Confesso Que Vivi
Pablo Neruda
Tradução: Arsénio Mota
Capa: Estúdios P.E.A.
Publicações Europa-América
Lisboa, Abril 1975
O meu povo foi o mais atraiçoado deste tempo. Dos desertos do nitrato, das minas submarinas do carvão, das altitudes terríveis onde jaz o cobre e o extraem com esforços sobre-humanos as mãos do meu povo, surgiu um movimento libertador de dimensão grandiosa. Esse movimento levou à presidência do Chile um homem chamado Salvador Allende, para introduzir reformas e medidas de justiça inadiáveis, a fim de resgatar as nossas riquezas nacionais das garras estrangeiras. (…).
Aqui, no Chile, estava a construir-se, entre enormes dificuldades, uma sociedade verdadeiramente justa, bem assente na base da nossa soberania, do nosso orgulho nacional, do heroísmo dos melhores habitantes do Chile. Do nosso lado, do lado da
revolução chilena, estavam a Constituição e a lei, a democracia e a esperança.
Do outro lado não faltava nada. Tinham arlequins e polichinelos, palhaços a granel. Terroristas de pistola e algemas, monges falsos e militares degradados. Uns e outros davam voltas no carrossel do despeito. O fascista Jarpa andava de mãos dadas com os seus sobrinhos de «Pátria e Liberdade», dispostos a partir a cabeça e a alma a tudo quanto existe, contanto que recuperassem a quinta
que eles intitulam o Chile. Junto com eles, para amenizar a farândola, dançava um grande banqueiro e bailarino, já
manchado de sangue - o campeão de rumba González Videla, que, sempre rumbando, entregou há tempo o seu partido aos inimigos do povo. (…)
O Chile tem uma longa história civil, com poucas revoluções e muitos governos estáveis, conservadores e medíocres.
Muitos presidentes sem envergadura e só dois grandes presidentes: Balmaceda e Allende. É curioso que os dois proviessem do mesmo meio, da burguesia endinheirada, que aqui se faz chamar aristocracia. Como homens de princípios, empenhados em engrandecer um país enfraquecido pela oligarquia medíocre, foram ambos conduzidos à morte da mesma maneira. Balmaceda foi até ao suicídio porque resistiu a entregar a riqueza mineira dos nitratos às companhias estrangeiras.
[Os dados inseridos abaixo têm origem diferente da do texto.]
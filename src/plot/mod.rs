//! Terminal plotting.

pub mod ascii;

pub use ascii::*;
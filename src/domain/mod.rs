//! Domain types used throughout the crate.
//!
//! This module defines:
//!
//! - the five curve parameters (`ParamName`, `Params`) and their slider ranges (`SliderSpec`)
//! - the fixed x-domain (`SampleDomain`)
//! - the computed series (`CurveSeries`) and control events (`ValueChanged`)

pub mod types;

pub use types::*;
Allende foi assassinado por ter nacionalizado a outra riqueza do subsolo chileno, o cobre. Nos dois casos, a oligarquia chilena organizou revoluções sangrentas. Nos dois casos, os militares portaram-se como uma matilha de cães. As companhias inglesas no tempo de Balmaceda, as norte-americanas no tempo de Allende, fomentaram e apoiaram esses movimentos militares. (…)
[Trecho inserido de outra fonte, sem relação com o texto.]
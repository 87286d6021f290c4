//! Reactive display controller.
//!
//! Owns the parameter values, the fixed sample domain, and the currently
//! published series. Controls feed it `ValueChanged` events through the single
//! `on_change` entry point; each accepted event recomputes the curve and swaps
//! in a new series.
//!
//! The series is published as an `Rc<CurveSeries>`. A recompute builds a fresh
//! series and replaces the pointer, so anyone holding the previous snapshot
//! keeps a consistent `(x, y)` pair.

use std::rc::Rc;

use tracing::{debug, warn};

use crate::domain::{CurveSeries, Params, SampleDomain, ValueChanged};
use crate::error::CurveError;
use crate::models::logistic;

#[derive(Debug, Clone, Copy, PartialEq, Eq)]
pub enum ControllerState {
    /// Awaiting input.
    Idle,
    /// Evaluating the curve for a change event.
    Recomputing,
}

#[derive(Debug)]
pub struct DisplayController {
    domain: SampleDomain,
    params: Params,
    series: Rc<CurveSeries>,
    state: ControllerState,
    recomputes: u64,
}

impl DisplayController {
    /// Create the controller and compute the initial series.
    pub fn new(domain: SampleDomain, params: Params) -> Result<Self, CurveError> {
        let series = Rc::new(compute_series(&domain, &params)?);
        debug!(%params, samples = domain.len(), "controller created");
        Ok(Self {
            domain,
            params,
            series,
            state: ControllerState::Idle,
            recomputes: 0,
        })
    }

    /// Handle one control event.
    ///
    /// The parameter always takes the event's new value so it mirrors the
    /// control. If the resulting set is invalid the published series is left
    /// as it was and the error is returned to the caller.
    pub fn on_change(&mut self, event: ValueChanged) -> Result<Rc<CurveSeries>, CurveError> {
        debug!(name = %event.name, old = event.old, new = event.new, "value changed");
        self.params.set(event.name, event.new);
        self.recompute()
    }

    /// Apply several events, then recompute once.
    pub fn apply_batch<I>(&mut self, events: I) -> Result<Rc<CurveSeries>, CurveError>
    where
        I: IntoIterator<Item = ValueChanged>,
    {
        let mut applied = 0usize;
        for event in events {
            self.params.set(event.name, event.new);
            applied += 1;
        }
        if applied == 0 {
            return Ok(Rc::clone(&self.series));
        }
        debug!(applied, "coalesced value changes");
        self.recompute()
    }

    fn recompute(&mut self) -> Result<Rc<CurveSeries>, CurveError> {
        self.state = ControllerState::Recomputing;
        let result = compute_series(&self.domain, &self.params);
        self.state = ControllerState::Idle;

        match result {
            Ok(series) => {
                self.series = Rc::new(series);
                self.recomputes += 1;
                debug!(params = %self.params, recomputes = self.recomputes, "series replaced");
                Ok(Rc::clone(&self.series))
            }
            Err(err) => {
                warn!(params = %self.params, "rejected parameters: {err}");
                Err(err)
            }
        }
    }

    /// The currently published series.
    pub fn series(&self) -> Rc<CurveSeries> {
        Rc::clone(&self.series)
    }

    pub fn params(&self) -> &Params {
        &self.params
    }

    pub fn domain(&self) -> &SampleDomain {
        &self.domain
    }

    pub fn state(&self) -> ControllerState {
        self.state
    }

    /// Number of successful recomputes since creation (the initial series is not counted).
    pub fn recompute_count(&self) -> u64 {
        self.recomputes
    }

    /// Whether the published series reflects the current parameters.
    pub fn is_current(&self) -> bool {
        self.series.params == self.params
    }
}

fn compute_series(domain: &SampleDomain, params: &Params) -> Result<CurveSeries, CurveError> {
    let y = logistic(domain.xs(), params)?;
    Ok(CurveSeries {
        params: *params,
        x: domain.xs().to_vec(),
        y,
    })
}

#[cfg(test)]
mod tests {
    use super::*;
    use crate::domain::ParamName;

    fn controller() -> DisplayController {
        DisplayController::new(SampleDomain::default(), Params::default()).unwrap()
    }

    #[test]
    fn initial_series_covers_domain() {
        let c = controller();
        assert_eq!(c.series().len(), c.domain().len());
        assert_eq!(c.state(), ControllerState::Idle);
        assert_eq!(c.recompute_count(), 0);
        assert!(c.is_current());
    }

    #[test]
    fn change_replaces_series_and_keeps_x() {
        let mut c = controller();
        let before = c.series();
        let after = c
            .on_change(ValueChanged { name: ParamName::K, old: 1.0, new: 4.0 })
            .unwrap();

        assert!(!Rc::ptr_eq(&before, &after));
        assert_eq!(before.x, after.x);
        let expected = logistic(c.domain().xs(), &Params { k: 4.0, ..Params::default() }).unwrap();
        assert_eq!(after.y, expected);
        // The old snapshot is untouched.
        assert_eq!(before.params.k, 1.0);
        assert_eq!(c.state(), ControllerState::Idle);
    }

    #[test]
    fn invalid_change_keeps_published_series() {
        let mut c = controller();
        let before = c.series();
        let err = c
            .on_change(ValueChanged { name: ParamName::A, old: 0.0, new: 5.0 })
            .unwrap_err();
        assert!(err.to_string().contains("'k' must be greater than 'a'"));
        assert!(Rc::ptr_eq(&before, &c.series()));
        assert_eq!(c.params().a, 5.0);
        assert!(!c.is_current());
        assert_eq!(c.state(), ControllerState::Idle);
    }

    #[test]
    fn batch_recomputes_once() {
        let mut c = controller();
        c.apply_batch([
            ValueChanged { name: ParamName::A, old: 0.0, new: -2.0 },
            ValueChanged { name: ParamName::B, old: 1.0, new: 2.5 },
        ])
        .unwrap();
        assert_eq!(c.recompute_count(), 1);
        assert_eq!(c.series().params, Params { a: -2.0, b: 2.5, ..Params::default() });

        c.apply_batch(std::iter::empty()).unwrap();
        assert_eq!(c.recompute_count(), 1);
    }

    #[test]
    fn new_rejects_invalid_initial_params() {
        let params = Params { v: 0.0, ..Params::default() };
        assert!(DisplayController::new(SampleDomain::default(), params).is_err());
    }
}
As obras e os feitos de Allende, de inesquecível valor nacional, enfureceram os inimigos da nossa libertação. O simbolismo trágico desta crise revela-se no bombardeamento do palácio do Governo. Lembra a Blitz-krieg da aviação nazi contra indefesas cidades estrangeiras - espanholas, inglesas, russas. Agora, cometeu-se o mesmo crime no Chile.
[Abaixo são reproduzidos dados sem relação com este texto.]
//! Runtime configuration.
//!
//! Resolution order: built-in defaults, then environment variables (a `.env`
//! file is honoured via `dotenvy`), then CLI flags.
//!
//! | variable              | meaning                         |
//! |-----------------------|---------------------------------|
//! | `LOGISTIC_X_MIN`      | lower bound of the x-domain     |
//! | `LOGISTIC_X_MAX`      | upper bound of the x-domain     |
//! | `LOGISTIC_SAMPLES`    | number of samples in the domain |
//! | `LOGISTIC_LOG`        | log file used by the TUI        |
//! | `LOGISTIC_EXPORT_DIR` | directory for TUI exports       |

use std::path::PathBuf;
use std::str::FromStr;

use crate::cli::CurveArgs;
use crate::domain::{DEFAULT_SAMPLES, DEFAULT_X_MAX, DEFAULT_X_MIN, ParamName, Params, SampleDomain};
use crate::error::AppError;

pub const ENV_X_MIN: &str = "LOGISTIC_X_MIN";
pub const ENV_X_MAX: &str = "LOGISTIC_X_MAX";
pub const ENV_SAMPLES: &str = "LOGISTIC_SAMPLES";
pub const ENV_LOG: &str = "LOGISTIC_LOG";
pub const ENV_EXPORT_DIR: &str = "LOGISTIC_EXPORT_DIR";

pub const DEFAULT_LOG_FILE: &str = "logistic.log";

#[derive(Debug, Clone, PartialEq)]
pub struct Config {
    pub x_min: f64,
    pub x_max: f64,
    pub samples: usize,
    pub params: Params,
    pub log_file: PathBuf,
    pub export_dir: PathBuf,
}

impl Default for Config {
    fn default() -> Self {
        Self {
            x_min: DEFAULT_X_MIN,
            x_max: DEFAULT_X_MAX,
            samples: DEFAULT_SAMPLES,
            params: Params::default(),
            log_file: PathBuf::from(DEFAULT_LOG_FILE),
            export_dir: PathBuf::from("."),
        }
    }
}

impl Config {
    /// Defaults overlaid with the process environment (and `.env`, if present).
    pub fn from_env() -> Result<Self, AppError> {
        dotenvy::dotenv().ok();
        Self::from_lookup(|key| std::env::var(key).ok())
    }

    /// Defaults overlaid with values from `lookup`.
    pub fn from_lookup<F>(lookup: F) -> Result<Self, AppError>
    where
        F: Fn(&str) -> Option<String>,
    {
        let mut config = Self::default();
        if let Some(v) = parse_var::<f64, _>(&lookup, ENV_X_MIN)? {
            config.x_min = v;
        }
        if let Some(v) = parse_var::<f64, _>(&lookup, ENV_X_MAX)? {
            config.x_max = v;
        }
        if let Some(v) = parse_var::<usize, _>(&lookup, ENV_SAMPLES)? {
            config.samples = v;
        }
        if let Some(v) = lookup(ENV_LOG).filter(|s| !s.trim().is_empty()) {
            config.log_file = PathBuf::from(v.trim());
        }
        if let Some(v) = lookup(ENV_EXPORT_DIR).filter(|s| !s.trim().is_empty()) {
            config.export_dir = PathBuf::from(v.trim());
        }
        Ok(config)
    }

    /// Apply CLI overrides.
    pub fn with_args(mut self, args: &CurveArgs) -> Self {
        for name in ParamName::ALL {
            if let Some(v) = args.param(name) {
                self.params.set(name, v);
            }
        }
        if let Some(v) = args.x_min {
            self.x_min = v;
        }
        if let Some(v) = args.x_max {
            self.x_max = v;
        }
        if let Some(v) = args.samples {
            self.samples = v;
        }
        self
    }

    /// Build the sample domain described by this config.
    pub fn domain(&self) -> Result<SampleDomain, AppError> {
        SampleDomain::new(self.x_min, self.x_max, self.samples)
    }
}

fn parse_var<T, F>(lookup: &F, key: &str) -> Result<Option<T>, AppError>
where
    T: FromStr,
    T::Err: std::fmt::Display,
    F: Fn(&str) -> Option<String>,
{
    let Some(raw) = lookup(key) else {
        return Ok(None);
    };
    let trimmed = raw.trim();
    if trimmed.is_empty() {
        return Ok(None);
    }
    trimmed
        .parse::<T>()
        .map(Some)
        .map_err(|e| AppError::config(format!("Invalid {key}='{trimmed}': {e}")))
}

#[cfg(test)]
mod tests {
    use std::collections::HashMap;

    use super::*;

    fn lookup(vars: &[(&str, &str)]) -> impl Fn(&str) -> Option<String> {
        let map: HashMap<String, String> = vars
            .iter()
            .map(|(k, v)| (k.to_string(), v.to_string()))
            .collect();
        move |key| map.get(key).cloned()
    }

    #[test]
    fn empty_environment_yields_defaults() {
        let config = Config::from_lookup(lookup(&[])).unwrap();
        assert_eq!(config, Config::default());
        assert_eq!(config.domain().unwrap().len(), 100);
    }

    #[test]
    fn environment_overrides_domain() {
        let config = Config::from_lookup(lookup(&[
            (ENV_X_MIN, "-20"),
            (ENV_X_MAX, " 20 "),
            (ENV_SAMPLES, "41"),
            (ENV_LOG, "/tmp/l.log"),
        ]))
        .unwrap();
        assert_eq!(config.x_min, -20.0);
        assert_eq!(config.x_max, 20.0);
        assert_eq!(config.samples, 41);
        assert_eq!(config.log_file, PathBuf::from("/tmp/l.log"));
    }

    #[test]
    fn bad_environment_value_names_the_variable() {
        let err = Config::from_lookup(lookup(&[(ENV_SAMPLES, "many")])).unwrap_err();
        assert_eq!(err.exit_code(), crate::error::EXIT_CONFIG);
        assert!(err.to_string().contains(ENV_SAMPLES));
    }

    #[test]
    fn cli_args_override_environment() {
        let args = CurveArgs {
            a: Some(-4.0),
            v: Some(0.5),
            samples: Some(11),
            ..CurveArgs::default()
        };
        let config = Config::from_lookup(lookup(&[(ENV_SAMPLES, "41")]))
            .unwrap()
            .with_args(&args);
        assert_eq!(config.samples, 11);
        assert_eq!(config.params, Params { a: -4.0, v: 0.5, ..Params::default() });
    }

    #[test]
    fn inverted_domain_is_a_config_error() {
        let config = Config { x_min: 5.0, x_max: -5.0, ..Config::default() };
        assert!(config.domain().is_err());
    }
}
Pilotos chilenos atacaram em voo picado o palácio que durante dois séculos tinha sido o centro da vida civil do país.
Escrevo estas rápidas linhas para as minhas memórias apenas três dias passados sobre os factos inqualificáveis que levaram à morte o meu grande camarada: o presidente Allende. O seu assassinato foi mantido em silêncio. Foi sepultado secretamente. Só a sua viúva teve licença para acompanhar aquele cadáver imortal. A versão dos agressores é que encontraram o seu corpo inerte, com sinais evidentes de suicídio. A versão publicada no estrangeiro é diferente.
Após a acção de bombardeamento aéreo, entraram em acção os tanques, muitos tanques, lutando intrepidamente contra
um único homem: o presidente da República do Chile, Salvador Allende, que os aguardava no seu gabinete, sem outra companhia além de um grande coração, envolto em fumo e chamas.
Havia que aproveitar tão bela ocasião. Era preciso metralhá-lo - porque ele jamais renunciaria ao cargo. Aquele corpo foi enterrado secretamente num sítio qualquer. Aquele cadáver que foi para a sepultura acompanhado por uma única mulher, que carregava consigo toda a dor do mundo, aquela gloriosa figura morta, ia crivada e despedaçada pelas balas das metralhadoras dos soldados do Chile, que mais uma vez tinham atraiçoado o Chile.